[Records contained in a dataset]

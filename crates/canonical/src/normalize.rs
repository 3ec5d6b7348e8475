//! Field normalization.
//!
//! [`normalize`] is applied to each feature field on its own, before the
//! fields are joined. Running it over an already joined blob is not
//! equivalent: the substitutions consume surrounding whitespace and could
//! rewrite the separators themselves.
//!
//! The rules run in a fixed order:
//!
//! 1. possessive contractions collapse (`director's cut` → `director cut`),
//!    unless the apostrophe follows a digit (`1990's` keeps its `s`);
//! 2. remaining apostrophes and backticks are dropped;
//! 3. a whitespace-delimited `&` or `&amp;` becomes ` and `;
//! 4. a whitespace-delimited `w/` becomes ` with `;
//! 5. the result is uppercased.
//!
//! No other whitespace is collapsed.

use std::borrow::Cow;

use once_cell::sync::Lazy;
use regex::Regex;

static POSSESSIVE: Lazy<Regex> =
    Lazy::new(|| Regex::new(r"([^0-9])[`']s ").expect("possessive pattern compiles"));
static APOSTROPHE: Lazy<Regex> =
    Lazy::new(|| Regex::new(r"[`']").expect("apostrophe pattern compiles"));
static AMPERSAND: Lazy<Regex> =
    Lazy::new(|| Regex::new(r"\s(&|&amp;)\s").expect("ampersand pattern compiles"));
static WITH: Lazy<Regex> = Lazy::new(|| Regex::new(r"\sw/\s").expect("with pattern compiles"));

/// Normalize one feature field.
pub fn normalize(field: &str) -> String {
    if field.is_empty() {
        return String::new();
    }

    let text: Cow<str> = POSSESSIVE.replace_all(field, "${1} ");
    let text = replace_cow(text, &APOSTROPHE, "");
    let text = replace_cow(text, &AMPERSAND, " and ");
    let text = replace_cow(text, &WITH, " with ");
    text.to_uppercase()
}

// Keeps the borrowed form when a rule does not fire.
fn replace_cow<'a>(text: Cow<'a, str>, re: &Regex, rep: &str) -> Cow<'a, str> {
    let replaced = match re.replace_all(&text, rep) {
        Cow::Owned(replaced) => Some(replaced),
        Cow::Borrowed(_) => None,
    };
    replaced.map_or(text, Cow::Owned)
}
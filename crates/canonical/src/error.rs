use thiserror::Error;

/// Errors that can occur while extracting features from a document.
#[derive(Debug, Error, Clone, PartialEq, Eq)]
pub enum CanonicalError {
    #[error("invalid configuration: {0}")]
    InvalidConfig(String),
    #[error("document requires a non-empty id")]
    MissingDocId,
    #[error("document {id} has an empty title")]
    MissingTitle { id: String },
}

> **EXERCISE**
Return all of the data exactly as it reads.

> **RESPONSE BELOW**
filename crates/canonical/src/normalize.rs
repository 3ec5d6b7348e8475
//! Field normalization.
//!
//! [`normalize`] is applied to each feature field on its own, before the
//! fields are joined. Running it over an already joined blob is not
//! equivalent: the substitutions consume surrounding whitespace and could
//! rewrite the separators themselves.
//!
//! The rules run in a fixed order:
//!
//! 1. possessive contractions collapse (`director's cut` → `director cut`),
//!    unless the apostrophe follows a digit (`1990's` keeps its `s`);
//! 2. remaining apostrophes and backticks are dropped;
//! 3. a whitespace-delimited `&` or `&amp;` becomes ` and `;
//! 4. a whitespace-delimited `w/` becomes ` with `;
//! 5. the result is uppercased.
//!
//! No other whitespace is collapsed.

use std::borrow::Cow;

use once_cell::sync::Lazy;
use regex::Regex;

static POSSESSIVE: Lazy<Regex> =
    Lazy::new(|| Regex::new(r"([^0-9])[`']s ").expect("possessive pattern compiles"));
static APOSTROPHE: Lazy<Regex> =
    Lazy::new(|| Regex::new(r"[`']").expect("apostrophe pattern compiles"));
static AMPERSAND: Lazy<Regex> =
    Lazy::new(|| Regex::new(r"\s(&|&amp;)\s").expect("ampersand pattern compiles"));
static WITH: Lazy<Regex> = Lazy::new(|| Regex::new(r"\sw/\s").expect("with pattern compiles"));

/// Normalize one feature field.
pub fn normalize(field: &str) -> String {
    if field.is_empty() {
        return String::new();
    }

    let text: Cow<str> = POSSESSIVE.replace_all(field, "${1} ");
    let text = replace_cow(text, &APOSTROPHE, "");
    let text = replace_cow(text, &AMPERSAND, " and ");
    let text = replace_cow(text, &WITH, " with ");
    text.to_uppercase()
}

// Keeps the borrowed form when a rule does not fire.
fn replace_cow<'a>(text: Cow<'a, str>, re: &Regex, rep: &str) -> Cow<'a, str> {
    let replaced = match re.replace_all(&text, rep) {
        Cow::Owned(replaced) => Some(replaced),
        Cow::Borrowed(_) => None,
    };
    replaced.map_or(text, Cow::Owned)
}
filename crates/canonical/src/error.rs
use thiserror::Error;

/// Errors that can occur while extracting features from a document.
#[derive(Debug, Error, Clone, PartialEq, Eq)]
pub enum CanonicalError {
    #[error("invalid configuration: {0}")]
    InvalidConfig(String),
    #[error("document requires a non-empty id")]
    MissingDocId,
    #[error("document {id} has an empty title")]
    MissingTitle { id: String },
}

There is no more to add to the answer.